The self-locking beam clip 30 is shown in FIGS. 7a-7 b attached to the front wall of a column 14 with the fixed connecting pins 39 and the locking portion 53 projecting through the apertures 18. To install the self-locking beam clip 30, the inner heads 42 of the fixed connecting pins 39 are first lined up with and inserted through the upper regions 20 of the apertures 18. When the fixed connecting pins 39 are inserted through the apertures 18, the locking portion 53 is not aligned with any aperture 18 and thus is pushed outwards, causing the latch 45 to flex. The fixed connecting pins 39 are then moved downwards, by sliding the end of the beam 12 downwards, such that the shank 43 of each fixed connecting pin 39 is disposed in the lower region 22 and resting on the lower margin of the aperture 18. When the fixed connecting pins 39 are moved downwards the locking portion 53, which is biased against the column 14 by the leaf spring member, snaps into the upper region 20 of the aperture 18, which is also occupied by an adjacent fixed connecting pin 39. The spacing between the locking portion 53 and the fixed connecting pin 39 is tailored according to the length of the aperture 18 such that the shank 51 of the locking portion 53 is disposed near the upper margin of the aperture 18 and the shank 43 of the fixed connecting pin 39 is resting on the lower margin of the aperture 18. Consequently, the locking portion 53 abuts against upper margin of the aperture 18 which prevents the beam 12 from being moved upwards. The inner heads 42 of the fixed connecting pins 39 are thus retained in the lower regions 22 of the apertures 18 from which they cannot be removed. Consequently, not withstanding applying enough force to destroy the beam clip, the beam 12 cannot be disconnected from the column 14 so long as the latch 45 is in the locked position. The latch 45 can thus prevent inadvertent disengagement of the beams 12 from the columns 14 which might otherwise result in damage to items stored on the storage racks and possible injury to bystanders.

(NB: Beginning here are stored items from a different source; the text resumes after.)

//! Frame codec — length-prefixed payloads over TCP.
//!
//! The wire format is described in `cairn_core::wire`: a `u32` little-endian
//! length prefix, then the payload. An empty payload is the null sentinel.
//! A clean close between frames is a normal end of conversation and reads
//! as `None`; a close inside a frame is an error.

use std::io::{Error, ErrorKind};

use bytes::Bytes;
use tokio::io::{AsyncRead, AsyncReadExt, AsyncWrite, AsyncWriteExt};

use cairn_core::wire::{WireError, MAX_FRAME};

/// Read one frame. `Ok(None)` means the peer closed cleanly between frames.
pub async fn read_frame<R>(reader: &mut R) -> std::io::Result<Option<Bytes>>
where
    R: AsyncRead + Unpin,
{
    let mut prefix = [0u8; 4];
    let mut filled = 0;
    while filled < prefix.len() {
        let n = reader.read(&mut prefix[filled..]).await?;
        if n == 0 {
            if filled == 0 {
                return Ok(None);
            }
            return Err(Error::new(
                ErrorKind::UnexpectedEof,
                "connection closed inside a frame prefix",
            ));
        }
        filled += n;
    }

    let len = u32::from_le_bytes(prefix);
    if len > MAX_FRAME {
        return Err(Error::new(
            ErrorKind::InvalidData,
            WireError::FrameTooLarge(len),
        ));
    }

    let mut payload = vec![0u8; len as usize];
    reader.read_exact(&mut payload).await?;
    Ok(Some(Bytes::from(payload)))
}

/// Write one frame.
pub async fn write_frame<W>(writer: &mut W, payload: &[u8]) -> std::io::Result<()>
where
    W: AsyncWrite + Unpin,
{
    writer
        .write_all(&(payload.len() as u32).to_le_bytes())
        .await?;
    writer.write_all(payload).await?;
    writer.flush().await
}

/// Write the null sentinel — an empty frame meaning "cannot serve".
pub async fn write_null<W>(writer: &mut W) -> std::io::Result<()>
where
    W: AsyncWrite + Unpin,
{
    write_frame(writer, &[]).await
}
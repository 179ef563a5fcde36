//! Error corrector — repairs suspect bytes by majority vote across peers.
//!
//! A byte whose parity check fails cannot be fixed locally: the bad bit is
//! detectable but not locatable. The corrector asks every peer for its
//! copy of that single byte over a short-lived connection and commits the
//! value a strict majority of responders agree on. Ties, pluralities, no
//! responders, or an empty roster leave the byte untouched and suspect.
//!
//! Concurrent repair attempts for the same index are coalesced through a
//! ticket map guarded by one lock: whoever inserts the ticket runs the
//! peer queries, everyone else either backs off (`try_correct`) or waits
//! for the ticket to clear (`correct`). At most one ticket per index
//! exists at any instant.

use std::collections::HashMap;
use std::net::SocketAddr;
use std::sync::Arc;

use anyhow::{bail, Context, Result};
use parking_lot::Mutex;
use tokio::net::TcpStream;
use tokio::sync::watch;
use zerocopy::AsBytes;

use cairn_core::wire::BlockRequest;
use cairn_core::{ByteStore, ParityByte};

use crate::directory::DirectoryClient;
use crate::frame;

pub struct Corrector {
    store: Arc<ByteStore>,
    directory: Arc<tokio::sync::Mutex<DirectoryClient>>,
    tickets: Mutex<HashMap<usize, watch::Sender<()>>>,
}

impl Corrector {
    pub fn new(
        store: Arc<ByteStore>,
        directory: Arc<tokio::sync::Mutex<DirectoryClient>>,
    ) -> Self {
        Self {
            store,
            directory,
            tickets: Mutex::new(HashMap::new()),
        }
    }

    /// Non-blocking repair attempt.
    ///
    /// Returns false when another correction already holds the ticket for
    /// `index`, or when no strict peer majority was reached. Returns true
    /// iff the byte is parity-valid afterwards, which includes the no-op
    /// case where it already was.
    pub async fn try_correct(&self, index: usize) -> bool {
        if self.store.get(index).is_parity_ok() {
            return true;
        }
        let Ok(ticket) = self.claim(index) else {
            return false;
        };
        let repaired = self.repair_by_vote(index).await;
        drop(ticket);
        repaired
    }

    /// Whether a correction is currently in progress for `index`.
    pub fn is_correcting(&self, index: usize) -> bool {
        self.tickets.lock().contains_key(&index)
    }

    /// Blocking repair, used by the peer server before serving a byte.
    ///
    /// Parity-ok returns true immediately. Otherwise wait out any ongoing
    /// correction and re-check, or run one ourselves. False means the byte
    /// is still suspect and must not be served.
    pub async fn correct(&self, index: usize) -> bool {
        loop {
            if self.store.get(index).is_parity_ok() {
                return true;
            }
            match self.claim(index) {
                Ok(ticket) => {
                    let repaired = self.repair_by_vote(index).await;
                    drop(ticket);
                    return repaired;
                }
                Err(mut waiting) => {
                    // Woken when the ticket holder drops the sender.
                    let _ = waiting.changed().await;
                }
            }
        }
    }

    /// Insert a ticket for `index`, or hand back a subscription to the one
    /// already there. Subscribed under the map lock, so the ticket holder's
    /// removal cannot slip between lookup and wait.
    fn claim(&self, index: usize) -> Result<TicketGuard<'_>, watch::Receiver<()>> {
        let mut tickets = self.tickets.lock();
        if let Some(ticket) = tickets.get(&index) {
            return Err(ticket.subscribe());
        }
        tickets.insert(index, watch::channel(()).0);
        Ok(TicketGuard {
            tickets: &self.tickets,
            index,
        })
    }

    /// Query every peer for its copy of `data[index]` and commit the
    /// strict-majority value. Returns true iff the byte was repaired.
    async fn repair_by_vote(&self, index: usize) -> bool {
        let peers = {
            let mut directory = self.directory.lock().await;
            match directory.nodes().await {
                Ok(peers) => peers,
                Err(e) => {
                    tracing::warn!(index, error = %e, "roster unavailable, repair attempt failed");
                    return false;
                }
            }
        };
        if peers.is_empty() {
            tracing::warn!(index, "no peers in the roster, repair attempt failed");
            return false;
        }

        let mut votes: HashMap<u8, usize> = HashMap::new();
        let mut responders = 0usize;
        for peer in &peers {
            match query_byte(*peer, index).await {
                Ok(Some(value)) => {
                    responders += 1;
                    *votes.entry(value).or_default() += 1;
                }
                Ok(None) => {
                    tracing::debug!(index, peer = %peer, "peer could not serve the byte");
                }
                Err(e) => {
                    tracing::debug!(index, peer = %peer, error = %e, "peer did not respond");
                }
            }
        }

        match winner(&votes, responders) {
            Some(value) => {
                self.store.set(index, ParityByte::new(value));
                tracing::info!(index, value, responders, "byte repaired by peer majority");
                true
            }
            None => {
                tracing::warn!(
                    index,
                    responders,
                    candidates = votes.len(),
                    "no strict majority, byte stays suspect"
                );
                false
            }
        }
    }
}

/// Removes the ticket and wakes waiters (the watch sender drops with it).
struct TicketGuard<'a> {
    tickets: &'a Mutex<HashMap<usize, watch::Sender<()>>>,
    index: usize,
}

impl Drop for TicketGuard<'_> {
    fn drop(&mut self) {
        self.tickets.lock().remove(&self.index);
    }
}

/// The value held by a strict majority (> half) of responders, if any.
/// Ties and pluralities do not commit.
fn winner(votes: &HashMap<u8, usize>, responders: usize) -> Option<u8> {
    let (&value, &count) = votes.iter().max_by_key(|&(_, &count)| count)?;
    (count * 2 > responders).then_some(value)
}

/// Ask one peer for the single byte at `index` over a short-lived
/// connection. `Ok(None)` is a null answer: the peer is alive but refused.
async fn query_byte(peer: SocketAddr, index: usize) -> Result<Option<u8>> {
    let mut stream = TcpStream::connect(peer)
        .await
        .context("failed to connect")?;
    let request = BlockRequest::new(index as i32, 1);
    frame::write_frame(&mut stream, request.as_bytes())
        .await
        .context("failed to send byte request")?;
    let payload = frame::read_frame(&mut stream)
        .await
        .context("failed to read byte response")?
        .context("peer closed before responding")?;
    match payload.len() {
        0 => Ok(None),
        1 => Ok(Some(payload[0])),
        n => bail!("expected a single byte, got {n}"),
    }
}

#[cfg(test)]
mod tests {
    use super::*;

    fn tally(values: &[u8]) -> HashMap<u8, usize> {
        let mut votes = HashMap::new();
        for &v in values {
            *votes.entry(v).or_insert(0) += 1;
        }
        votes
    }

    #[test]
    fn strict_majority_wins() {
        assert_eq!(winner(&tally(&[0x41, 0x41, 0x42]), 3), Some(0x41));
        assert_eq!(winner(&tally(&[0x41]), 1), Some(0x41));
        assert_eq!(winner(&tally(&[7, 7, 7, 9, 9]), 5), Some(7));
    }

    #[test]
    fn ties_and_pluralities_do_not_commit() {
        assert_eq!(winner(&tally(&[0x41, 0x42]), 2), None);
        assert_eq!(winner(&tally(&[0x41, 0x42, 0x43]), 3), None);
        // Plurality across four responders: 2 of 4 is not > half.
        assert_eq!(winner(&tally(&[1, 1, 2, 3]), 4), None);
    }

    #[test]
    fn no_responders_means_no_winner() {
        assert_eq!(winner(&HashMap::new(), 0), None);
    }
}
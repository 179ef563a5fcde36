//! Directory client — line protocol to the external node registry.
//!
//! One TCP connection for the node's lifetime. On connect the node
//! announces itself with `INSC <host> <port>`; afterwards `nodes` returns
//! the roster, one `node <host> <port>` line per peer, terminated by `end`
//! (case-insensitive). The directory socket is single-threaded by
//! contract: the bootstrap driver and the corrector are the only callers
//! and serialize behind one lock, so at most one `nodes` request is ever
//! outstanding.

use std::net::{IpAddr, SocketAddr};

use anyhow::{bail, Context, Result};
use tokio::io::{AsyncBufReadExt, AsyncWriteExt, BufReader};
use tokio::net::tcp::{OwnedReadHalf, OwnedWriteHalf};
use tokio::net::TcpStream;

pub struct DirectoryClient {
    reader: BufReader<OwnedReadHalf>,
    writer: OwnedWriteHalf,
    /// Local address of the directory socket — the host we registered as.
    local_addr: IpAddr,
    /// Our listening port, used to filter ourselves out of the roster.
    node_port: u16,
}

impl DirectoryClient {
    /// Connect to the directory and register `(local-host, node_port)`.
    pub async fn register(host: &str, port: u16, node_port: u16) -> Result<Self> {
        let stream = TcpStream::connect((host, port))
            .await
            .with_context(|| format!("failed to connect to directory {host}:{port}"))?;
        let local_addr = stream.local_addr()?.ip();
        let (read_half, mut writer) = stream.into_split();

        writer
            .write_all(format!("INSC {local_addr} {node_port}\n").as_bytes())
            .await
            .context("failed to send registration")?;
        tracing::info!(host = %local_addr, port = node_port, "registered with directory");

        Ok(Self {
            reader: BufReader::new(read_half),
            writer,
            local_addr,
            node_port,
        })
    }

    /// Fetch the current roster, excluding this node's own endpoint.
    ///
    /// Malformed lines are skipped, matching the tolerant roster parse the
    /// directory's other clients rely on. A connection that closes before
    /// the `end` terminator is a failure: the caller cannot tell a partial
    /// roster from a complete one.
    pub async fn nodes(&mut self) -> Result<Vec<SocketAddr>> {
        self.writer
            .write_all(b"nodes\n")
            .await
            .context("failed to send nodes request")?;

        let mut entries = Vec::new();
        loop {
            let mut line = String::new();
            let n = self
                .reader
                .read_line(&mut line)
                .await
                .context("failed to read directory response")?;
            if n == 0 {
                bail!("directory closed the connection mid-response");
            }
            let line = line.trim();
            if line.eq_ignore_ascii_case("end") {
                break;
            }
            entries.push(line.to_string());
        }

        let mut peers = Vec::new();
        for entry in &entries {
            let Some((host, port)) = parse_node_line(entry) else {
                tracing::debug!(line = %entry, "skipping malformed roster line");
                continue;
            };
            let addr = match tokio::net::lookup_host((host, port)).await {
                Ok(mut resolved) => match resolved.next() {
                    Some(addr) => addr,
                    None => continue,
                },
                Err(_) => {
                    tracing::debug!(line = %entry, "skipping unresolvable roster entry");
                    continue;
                }
            };
            if addr.ip() == self.local_addr && addr.port() == self.node_port {
                continue;
            }
            peers.push(addr);
        }
        Ok(peers)
    }

    /// Close the directory connection. Part of the shutdown path.
    pub async fn close(&mut self) {
        let _ = self.writer.shutdown().await;
    }
}

impl std::fmt::Display for DirectoryClient {
    fn fmt(&self, f: &mut std::fmt::Formatter<'_>) -> std::fmt::Result {
        write!(
            f,
            "DirectoryClient{{local={}:{}}}",
            self.local_addr, self.node_port
        )
    }
}

/// Parse one `node <host> <port>` roster line.
fn parse_node_line(line: &str) -> Option<(&str, u16)> {
    let mut parts = line.split_whitespace();
    let tag = parts.next()?;
    let host = parts.next()?;
    let port = parts.next()?;
    if parts.next().is_some() || !tag.eq_ignore_ascii_case("node") {
        return None;
    }
    Some((host, port.parse().ok()?))
}

#[cfg(test)]
mod tests {
    use super::*;

    #[test]
    fn parses_well_formed_lines() {
        assert_eq!(
            parse_node_line("node 10.0.0.7 9100"),
            Some(("10.0.0.7", 9100))
        );
        // Tag match is case-insensitive, like the `end` terminator.
        assert_eq!(
            parse_node_line("NODE 10.0.0.7 9100"),
            Some(("10.0.0.7", 9100))
        );
    }

    #[test]
    fn rejects_malformed_lines() {
        assert_eq!(parse_node_line(""), None);
        assert_eq!(parse_node_line("node 10.0.0.7"), None);
        assert_eq!(parse_node_line("node 10.0.0.7 9100 extra"), None);
        assert_eq!(parse_node_line("peer 10.0.0.7 9100"), None);
        assert_eq!(parse_node_line("node 10.0.0.7 notaport"), None);
        assert_eq!(parse_node_line("node 10.0.0.7 99999"), None);
    }
}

To remove the self-locking beam clip 30 from the column 14 the latch 45 must first be flexed, by pulling on the knob 48, to the unlocked position, shown in FIGS. 6b and 7 b. With the locking portion 53 retracted from the aperture 18 and no longer restricting vertical movement, the self-locking beam clip 30 can now be moved upwards so that the inner heads 42 of the fixed connecting pins 39 can be removed through the upper regions 20 of the apertures 18.

Another embodiment of a beam clip 130 according to the present invention is illustrated in FIGS. 8 and 9, having a differently configured latch member 145, wherein a locking portion 153 thereof is movable between locked and unlocked positions. The latch 145 has a first portion 147 pinned, via the central fixed connecting pin 39, to the front flange 36, and an angled second portion 149 which projects at an angle to the first portion 147 and away from the front flange 36 of the beam clip 130. The locking portion 153 is connected to a distal end of the first portion 147 and projects through the hole 37 in the front flange 36. The locking portion 153 can be moved between the locked and unlocked positions by pushing on the second portion 149 of the latch 145 which causes the latch 145 to pivot on the front flange 36 about the fixed connecting pin 39. The first portion 147 of the latch member 145 can be resiliently flexible, such as a flat leaf spring, and configured to flex about the connection to the front flange 36.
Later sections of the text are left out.